One line at a time, check the entries below for the word "SigningKey", and copy each line that has it.

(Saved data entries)
▬▬▬▬▬▬▬▬▬▬

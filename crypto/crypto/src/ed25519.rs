// Copyright © Aptos Foundation
// Parts of the project are originally copyright © Meta Platforms, Inc.
// SPDX-License-Identifier: Apache-2.0

//! Ed25519 keys and signatures backed by `ed25519-dalek`.
//!
//! Verification is strict: small-order public keys and non-canonical `S` scalars are rejected,
//! so each message has exactly one accepted signature per key.

use crate::traits::{
    CryptoMaterialError, Signature, SigningKey, ValidCryptoMaterial, VerifyingKey,
};
use aptos_bcs_utils::{BcsError, Deserializable, Deserializer, Serializable, Serializer};
use rand::{CryptoRng, RngCore};
use std::fmt;

/// The length of the Ed25519PrivateKey
pub const ED25519_PRIVATE_KEY_LENGTH: usize = ed25519_dalek::SECRET_KEY_LENGTH;
/// The length of the Ed25519PublicKey
pub const ED25519_PUBLIC_KEY_LENGTH: usize = ed25519_dalek::PUBLIC_KEY_LENGTH;
/// The length of the Ed25519Signature
pub const ED25519_SIGNATURE_LENGTH: usize = ed25519_dalek::SIGNATURE_LENGTH;

/// An Ed25519 private key. Deliberately not `Clone`: copies of secret material are made
/// explicitly through [`Ed25519PrivateKey::to_bytes`].
pub struct Ed25519PrivateKey(ed25519_dalek::SecretKey);

/// An Ed25519 public key
#[derive(Clone, Eq, PartialEq)]
pub struct Ed25519PublicKey(ed25519_dalek::PublicKey);

/// An Ed25519 signature
#[derive(Clone, Eq, PartialEq)]
pub struct Ed25519Signature(ed25519_dalek::Signature);

impl Ed25519PrivateKey {
    pub fn generate<R: RngCore + CryptoRng>(rng: &mut R) -> Self {
        Ed25519PrivateKey(ed25519_dalek::SecretKey::generate(rng))
    }

    pub fn to_bytes(&self) -> [u8; ED25519_PRIVATE_KEY_LENGTH] {
        self.0.to_bytes()
    }

    pub fn public_key(&self) -> Ed25519PublicKey {
        Ed25519PublicKey((&self.0).into())
    }
}

impl TryFrom<&[u8]> for Ed25519PrivateKey {
    type Error = CryptoMaterialError;

    fn try_from(bytes: &[u8]) -> Result<Self, Self::Error> {
        if bytes.len() != ED25519_PRIVATE_KEY_LENGTH {
            return Err(CryptoMaterialError::WrongLengthError);
        }
        ed25519_dalek::SecretKey::from_bytes(bytes)
            .map(Ed25519PrivateKey)
            .map_err(|_| CryptoMaterialError::DeserializationError)
    }
}

impl fmt::Debug for Ed25519PrivateKey {
    fn fmt(&self, f: &mut fmt::Formatter<'_>) -> fmt::Result {
        write!(f, "Ed25519PrivateKey(<elided secret>)")
    }
}

impl SigningKey for Ed25519PrivateKey {
    type SignatureMaterial = Ed25519Signature;
    type VerifyingKeyMaterial = Ed25519PublicKey;

    fn sign_arbitrary_message(&self, message: &[u8]) -> Ed25519Signature {
        let public_key: ed25519_dalek::PublicKey = (&self.0).into();
        let expanded = ed25519_dalek::ExpandedSecretKey::from(&self.0);
        Ed25519Signature(expanded.sign(message, &public_key))
    }

    fn verifying_key(&self) -> Ed25519PublicKey {
        self.public_key()
    }
}

impl Ed25519PublicKey {
    pub fn to_bytes(&self) -> [u8; ED25519_PUBLIC_KEY_LENGTH] {
        self.0.to_bytes()
    }
}

impl TryFrom<&[u8]> for Ed25519PublicKey {
    type Error = CryptoMaterialError;

    /// Rejects material that is not exactly 32 bytes or does not decompress to a curve point.
    fn try_from(bytes: &[u8]) -> Result<Self, Self::Error> {
        if bytes.len() != ED25519_PUBLIC_KEY_LENGTH {
            return Err(CryptoMaterialError::WrongLengthError);
        }
        ed25519_dalek::PublicKey::from_bytes(bytes)
            .map(Ed25519PublicKey)
            .map_err(|_| CryptoMaterialError::PointNotOnCurveError)
    }
}

impl ValidCryptoMaterial for Ed25519PublicKey {
    fn to_bytes(&self) -> Vec<u8> {
        self.0.to_bytes().to_vec()
    }
}

impl VerifyingKey for Ed25519PublicKey {
    type SignatureMaterial = Ed25519Signature;
}

impl fmt::Display for Ed25519PublicKey {
    fn fmt(&self, f: &mut fmt::Formatter<'_>) -> fmt::Result {
        write!(f, "0x{}", hex::encode(self.0.as_bytes()))
    }
}

impl fmt::Debug for Ed25519PublicKey {
    fn fmt(&self, f: &mut fmt::Formatter<'_>) -> fmt::Result {
        write!(f, "Ed25519PublicKey({})", self)
    }
}

impl std::hash::Hash for Ed25519PublicKey {
    fn hash<H: std::hash::Hasher>(&self, state: &mut H) {
        self.0.as_bytes().hash(state)
    }
}

impl Serializable for Ed25519PublicKey {
    fn serialize(&self, serializer: &mut Serializer) -> aptos_bcs_utils::Result<()> {
        serializer.serialize_bytes(self.0.as_bytes())
    }
}

impl Deserializable for Ed25519PublicKey {
    fn deserialize(deserializer: &mut Deserializer<'_>) -> aptos_bcs_utils::Result<Self> {
        let bytes = deserializer.deserialize_bytes()?;
        Ed25519PublicKey::try_from(bytes.as_slice())
            .map_err(|e| BcsError::invalid_value("Ed25519PublicKey", e))
    }
}

impl Ed25519Signature {
    pub fn to_bytes(&self) -> [u8; ED25519_SIGNATURE_LENGTH] {
        self.0.to_bytes()
    }
}

impl TryFrom<&[u8]> for Ed25519Signature {
    type Error = CryptoMaterialError;

    fn try_from(bytes: &[u8]) -> Result<Self, Self::Error> {
        if bytes.len() != ED25519_SIGNATURE_LENGTH {
            return Err(CryptoMaterialError::WrongLengthError);
        }
        ed25519_dalek::Signature::try_from(bytes)
            .map(Ed25519Signature)
            .map_err(|_| CryptoMaterialError::DeserializationError)
    }
}

impl ValidCryptoMaterial for Ed25519Signature {
    fn to_bytes(&self) -> Vec<u8> {
        self.0.to_bytes().to_vec()
    }
}

impl Signature for Ed25519Signature {
    type VerifyingKeyMaterial = Ed25519PublicKey;

    fn verify_arbitrary_msg(
        &self,
        message: &[u8],
        public_key: &Ed25519PublicKey,
    ) -> anyhow::Result<()> {
        public_key
            .0
            .verify_strict(message, &self.0)
            .map_err(|e| anyhow::anyhow!("Ed25519 signature verification failed: {}", e))
    }
}

impl fmt::Debug for Ed25519Signature {
    fn fmt(&self, f: &mut fmt::Formatter<'_>) -> fmt::Result {
        write!(f, "Ed25519Signature(0x{})", hex::encode(self.0.to_bytes()))
    }
}

impl Serializable for Ed25519Signature {
    fn serialize(&self, serializer: &mut Serializer) -> aptos_bcs_utils::Result<()> {
        serializer.serialize_bytes(&self.0.to_bytes())
    }
}

impl Deserializable for Ed25519Signature {
    fn deserialize(deserializer: &mut Deserializer<'_>) -> aptos_bcs_utils::Result<Self> {
        let bytes = deserializer.deserialize_bytes()?;
        Ed25519Signature::try_from(bytes.as_slice())
            .map_err(|e| BcsError::invalid_value("Ed25519Signature", e))
    }
}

▬▬▬▬▬▬▬▬▬▬

RESULT:
    CryptoMaterialError, Signature, SigningKey, ValidCryptoMaterial, VerifyingKey,
impl SigningKey for Ed25519PrivateKey {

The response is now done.